Setting up a user-friendly editor

This article will help you set up Fonto with the best possible experience for your end users. Moving from a conventional text editor like Word to a structured authoring tool like Fonto can be a difficult process for people. Nonetheless, adoption of this new tool among your authors, editors and other end-users is essential for the success of the transition to structured authoring. For good adoption rates it is essential to focus on the end user during the implementation of Fonto. 

Adopt the language of your users

For many people, Fonto is the first introduction to structured, semantic content. Nonetheless, they will often already have some common terminology to describe the elements of their content. To help reduce Fonto’s learning curve, you can implement the terminology of your audience into the editor in two ways.

You can start by defining human-friendly markup labels for the elements in your schema. For example, it's a lot better to present users a "bulleted list" than an "ul". 

Another way to implement familiar language is by localizing the interface. Localization can be used to translate the complete interface into a different language, but also to simply replace some standard terminology. Ain’t no place like home!

Activate the copy & paste functionality

If there is one thing you can do to prevent people from wasting heaps of time and money, it’s this one.
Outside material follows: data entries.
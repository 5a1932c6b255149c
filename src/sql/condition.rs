//! Condition building for SQL WHERE clauses
//!
//! A [`Predicate`] is an expression tree over [`ColumnRef`]s and typed
//! [`BindValue`]s. Rendering it produces a WHERE clause with `$n` placeholders
//! and the parameter list to bind; column names only ever come from the
//! entity's own column set and values only ever travel as parameters.
//!
//! The same tree evaluates against in-memory [`Record`]s with PostgreSQL
//! semantics for NULL (a NULL operand never matches a comparison).

use std::cmp::Ordering;

use serde_json::Value;

use crate::record::{Record, key_text};
use crate::schema::ColumnRef;
use crate::sql::sanitize::escape_like;
use crate::types::{BindValue, ColumnType, parse_date};

/// Range comparison operator
#[derive(Debug, Clone, Copy, PartialEq, Eq)]
pub enum CompareOp {
    Gte,
    Lte,
}

impl CompareOp {
    fn as_sql(&self) -> &'static str {
        match self {
            CompareOp::Gte => ">=",
            CompareOp::Lte => "<=",
        }
    }

    fn accepts(&self, ordering: Ordering) -> bool {
        match self {
            CompareOp::Gte => ordering != Ordering::Less,
            CompareOp::Lte => ordering != Ordering::Greater,
        }
    }
}

/// Filter expression over an entity's columns
#[derive(Debug, Clone, PartialEq)]
pub enum Predicate {
    /// Matches every row
    True,
    /// Exact match
    Eq(ColumnRef, BindValue),
    /// Case-insensitive substring match; the needle is matched literally
    ContainsCi(ColumnRef, String),
    /// Set membership against a list value
    In(ColumnRef, BindValue),
    /// Inclusive range bound; `as_date` compares the column's calendar date
    Compare {
        column: ColumnRef,
        op: CompareOp,
        value: BindValue,
        as_date: bool,
    },
    IsNull(ColumnRef),
    And(Vec<Predicate>),
    Or(Vec<Predicate>),
    Not(Box<Predicate>),
}

impl Predicate {
    pub fn eq(column: ColumnRef, value: BindValue) -> Self {
        Predicate::Eq(column, value)
    }

    pub fn contains(column: ColumnRef, needle: impl Into<String>) -> Self {
        Predicate::ContainsCi(column, needle.into())
    }

    /// Set membership; numeric lists bind as `bigint[]`, `numeric[]` or `float8[]`,
    /// anything else compares as text
    pub fn in_list(column: ColumnRef, values: Vec<BindValue>) -> Self {
        let list = if let Some(ints) = all_of(&values, |v| match v {
            BindValue::Int(i) => Some(*i),
            _ => None,
        }) {
            BindValue::IntList(ints)
        } else if let Some(decimals) = all_of(&values, |v| match v {
            BindValue::Decimal(d) => Some(*d),
            _ => None,
        }) {
            BindValue::DecimalList(decimals)
        } else if let Some(floats) = all_of(&values, |v| match v {
            BindValue::Float(f) => Some(*f),
            BindValue::Int(i) => Some(*i as f64),
            _ => None,
        }) {
            BindValue::FloatList(floats)
        } else {
            BindValue::TextList(values.iter().map(bind_text).collect())
        };
        Predicate::In(column, list)
    }

    pub fn gte(column: ColumnRef, value: BindValue) -> Self {
        Self::compare(column, CompareOp::Gte, value)
    }

    pub fn lte(column: ColumnRef, value: BindValue) -> Self {
        Self::compare(column, CompareOp::Lte, value)
    }

    fn compare(column: ColumnRef, op: CompareOp, value: BindValue) -> Self {
        // A bare date against a timestamp column compares by calendar day
        let as_date = matches!(value, BindValue::Date(_))
            && matches!(column.column_type(), ColumnType::Timestamp);
        Predicate::Compare {
            column,
            op,
            value,
            as_date,
        }
    }

    pub fn is_null(column: ColumnRef) -> Self {
        Predicate::IsNull(column)
    }

    /// Conjunction, flattening nested conjunctions and dropping `True`
    pub fn and(predicates: impl IntoIterator<Item = Predicate>) -> Self {
        let mut flat = Vec::new();
        for p in predicates {
            match p {
                Predicate::True => {}
                Predicate::And(inner) => flat.extend(inner),
                other => flat.push(other),
            }
        }
        match flat.len() {
            0 => Predicate::True,
            1 => flat.pop().unwrap_or(Predicate::True),
            _ => Predicate::And(flat),
        }
    }

    pub fn or(predicates: impl IntoIterator<Item = Predicate>) -> Self {
        let mut items: Vec<Predicate> = predicates.into_iter().collect();
        if items.len() == 1 {
            return items.pop().unwrap_or(Predicate::True);
        }
        Predicate::Or(items)
    }

    pub fn negate(predicate: Predicate) -> Self {
        Predicate::Not(Box::new(predicate))
    }

    /// Render as SQL, appending bound values to `params`
    pub fn to_sql(&self, params: &mut Vec<BindValue>) -> String {
        match self {
            Predicate::True => "TRUE".to_string(),
            Predicate::Eq(column, value) => {
                let placeholder = push(params, value.clone());
                format!("{} = {}", operand(column, value), placeholder)
            }
            Predicate::ContainsCi(column, needle) => {
                let pattern = BindValue::Text(format!("%{}%", escape_like(needle)));
                let text = operand(column, &pattern);
                let placeholder = push(params, pattern);
                format!("{} ILIKE {} ESCAPE '\\'", text, placeholder)
            }
            Predicate::In(column, values) => {
                if !values.is_list() {
                    let placeholder = push(params, values.clone());
                    return format!("{} = {}", operand(column, values), placeholder);
                }
                let placeholder = push(params, values.clone());
                format!("{} = ANY({})", operand(column, values), placeholder)
            }
            Predicate::Compare {
                column,
                op,
                value,
                as_date,
            } => {
                let lhs = if *as_date {
                    format!("{}::date", column.to_sql())
                } else {
                    operand(column, value)
                };
                let placeholder = push(params, value.clone());
                format!("{} {} {}", lhs, op.as_sql(), placeholder)
            }
            Predicate::IsNull(column) => format!("{} IS NULL", column.to_sql()),
            Predicate::And(items) => join(items, " AND ", "TRUE", params),
            Predicate::Or(items) => join(items, " OR ", "FALSE", params),
            Predicate::Not(inner) => format!("NOT ({})", inner.to_sql(params)),
        }
    }

    /// Evaluate against a record
    pub fn matches(&self, record: &Record) -> bool {
        match self {
            Predicate::True => true,
            Predicate::Eq(column, value) => record
                .get(column.name())
                .is_some_and(|raw| value_equals(column.column_type(), raw, value)),
            Predicate::ContainsCi(column, needle) => record
                .get(column.name())
                .and_then(json_text)
                .is_some_and(|text| text.to_lowercase().contains(&needle.to_lowercase())),
            Predicate::In(column, values) => {
                let Some(raw) = record.get(column.name()) else {
                    return false;
                };
                match values {
                    BindValue::IntList(ints) => raw
                        .as_i64()
                        .or_else(|| raw.as_str().and_then(|s| s.trim().parse().ok()))
                        .is_some_and(|v| ints.contains(&v)),
                    BindValue::DecimalList(items) => {
                        any_equal(column.column_type(), raw, items.iter().map(|d| BindValue::Decimal(*d)))
                    }
                    BindValue::FloatList(items) => {
                        any_equal(column.column_type(), raw, items.iter().map(|f| BindValue::Float(*f)))
                    }
                    BindValue::TextList(texts) => {
                        json_text(raw).is_some_and(|text| texts.contains(&text))
                    }
                    scalar => value_equals(column.column_type(), raw, scalar),
                }
            }
            Predicate::Compare {
                column,
                op,
                value,
                as_date,
            } => {
                let Some(raw) = record.get(column.name()) else {
                    return false;
                };
                let actual = if *as_date {
                    json_text(raw)
                        .as_deref()
                        .and_then(parse_date)
                        .map(BindValue::Date)
                } else {
                    column.column_type().coerce_json(raw)
                };
                actual
                    .and_then(|a| compare_bind(&a, value))
                    .is_some_and(|ordering| op.accepts(ordering))
            }
            Predicate::IsNull(column) => record.get(column.name()).is_none(),
            Predicate::And(items) => items.iter().all(|p| p.matches(record)),
            Predicate::Or(items) => items.iter().any(|p| p.matches(record)),
            Predicate::Not(inner) => !inner.matches(record),
        }
    }
}

/// Build SQL WHERE clause from a predicate
///
/// Returns the clause with `$n` placeholders numbered after any values already
/// in `params`, so several clauses can share one parameter list.
pub fn build_condition_clause(predicate: &Predicate, params: &mut Vec<BindValue>) -> String {
    predicate.to_sql(params)
}

fn push(params: &mut Vec<BindValue>, value: BindValue) -> String {
    params.push(value);
    format!("${}", params.len())
}

/// Left-hand side of a comparison; text values compare against the column's text form
fn operand(column: &ColumnRef, value: &BindValue) -> String {
    if value.is_text() && !column.column_type().is_textual() {
        format!("{}::text", column.to_sql())
    } else {
        column.to_sql()
    }
}

fn join(items: &[Predicate], separator: &str, empty: &str, params: &mut Vec<BindValue>) -> String {
    match items {
        [] => empty.to_string(),
        [single] => single.to_sql(params),
        _ => {
            let clauses: Vec<String> = items
                .iter()
                .map(|p| format!("({})", p.to_sql(params)))
                .collect();
            clauses.join(separator)
        }
    }
}

fn bind_text(value: &BindValue) -> String {
    match value {
        BindValue::Text(s) => s.clone(),
        BindValue::Int(i) => i.to_string(),
        BindValue::Float(f) => f.to_string(),
        BindValue::Decimal(d) => d.to_string(),
        BindValue::Bool(b) => b.to_string(),
        BindValue::Date(d) => d.to_string(),
        BindValue::Timestamp(ts) => ts.to_rfc3339(),
        BindValue::Uuid(u) => u.to_string(),
        BindValue::IntList(items) => format!("{:?}", items),
        BindValue::DecimalList(items) => format!("{:?}", items),
        BindValue::FloatList(items) => format!("{:?}", items),
        BindValue::TextList(items) => items.join(","),
    }
}

/// Text form of a JSON scalar, `None` for NULL, arrays and objects
pub(crate) fn json_text(value: &Value) -> Option<String> {
    key_text(value)
}

fn all_of<T>(values: &[BindValue], pick: impl Fn(&BindValue) -> Option<T>) -> Option<Vec<T>> {
    values.iter().map(pick).collect()
}

/// Numeric membership compares by value, so `1.50` is in `[1.5]`
fn any_equal(column_type: &ColumnType, raw: &Value, items: impl IntoIterator<Item = BindValue>) -> bool {
    let Some(actual) = column_type.coerce_json(raw) else {
        return false;
    };
    items
        .into_iter()
        .any(|item| compare_bind(&actual, &item) == Some(Ordering::Equal))
}

fn value_equals(column_type: &ColumnType, raw: &Value, expected: &BindValue) -> bool {
    match expected {
        BindValue::Text(s) => json_text(raw).is_some_and(|text| &text == s),
        other => column_type
            .coerce_json(raw)
            .is_some_and(|actual| compare_bind(&actual, other) == Some(Ordering::Equal)),
    }
}

/// Order two bind values of the same kind
pub(crate) fn compare_bind(a: &BindValue, b: &BindValue) -> Option<Ordering> {
    match (a, b) {
        (BindValue::Text(x), BindValue::Text(y)) => Some(x.cmp(y)),
        (BindValue::Int(x), BindValue::Int(y)) => Some(x.cmp(y)),
        (BindValue::Float(x), BindValue::Float(y)) => x.partial_cmp(y),
        (BindValue::Int(x), BindValue::Float(y)) => (*x as f64).partial_cmp(y),
        (BindValue::Float(x), BindValue::Int(y)) => x.partial_cmp(&(*y as f64)),
        (BindValue::Decimal(x), BindValue::Decimal(y)) => Some(x.cmp(y)),
        (BindValue::Bool(x), BindValue::Bool(y)) => Some(x.cmp(y)),
        (BindValue::Date(x), BindValue::Date(y)) => Some(x.cmp(y)),
        (BindValue::Timestamp(x), BindValue::Timestamp(y)) => Some(x.cmp(y)),
        (BindValue::Timestamp(x), BindValue::Date(y)) => Some(x.date_naive().cmp(y)),
        (BindValue::Uuid(x), BindValue::Uuid(y)) => Some(x.cmp(y)),
        _ => None,
    }
}

/// Order two raw column values the way PostgreSQL ascending order does (NULLs last)
pub(crate) fn compare_json(column_type: &ColumnType, a: Option<&Value>, b: Option<&Value>) -> Ordering {
    match (a, b) {
        (None, None) => Ordering::Equal,
        (None, Some(_)) => Ordering::Greater,
        (Some(_), None) => Ordering::Less,
        (Some(x), Some(y)) => {
            let typed = column_type
                .coerce_json(x)
                .zip(column_type.coerce_json(y))
                .and_then(|(tx, ty)| compare_bind(&tx, &ty));
            typed.unwrap_or_else(|| json_text(x).cmp(&json_text(y)))
        }
    }
}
We’ve learned that it is very common for people to copy and paste content into Fonto from Word, PDF and, well, anywhere. Even if people create a new document from scratch, they will often still start off in another text editor – just because they can. To make sure that users don’t lose all of their precious structure and formatting (especially tables!) when pasting content to Fonto, you need to define copy & paste behaviour

Open Fonto with the structure sidebar

The first step in engaging people to create properly structured content, it to create awareness about their structure. A simple way of doing this is by setting up the structure sidebar and opening it by default. By doing so, users will always see both the content and its outline when they open Fonto. 

Define shortcuts for common actions

Every developer knows this: once you've learned to work with keyboard shortcuts, you can’t live without them. Fonto doesn't have many default shortcuts because it has to be configured to work with your schema. Instead you can define keybindings for any operation in your application. This way you can help your users by giving them shortcuts for their most common or most important actions. 

Double click to edit

It is a common pattern to double click an image, an equation or another type of object to edit it. You can set the CVK configuration option doubleClickOperation to bind an operation to double clicking the configured element.

We recommend not to configure a double click operation on elements that will contain text. Double clicking text is normally used to select a single word.

When an element has both a clickOperation and a doubleClickOperation configured, both operations will be triggered when the element is double clicked.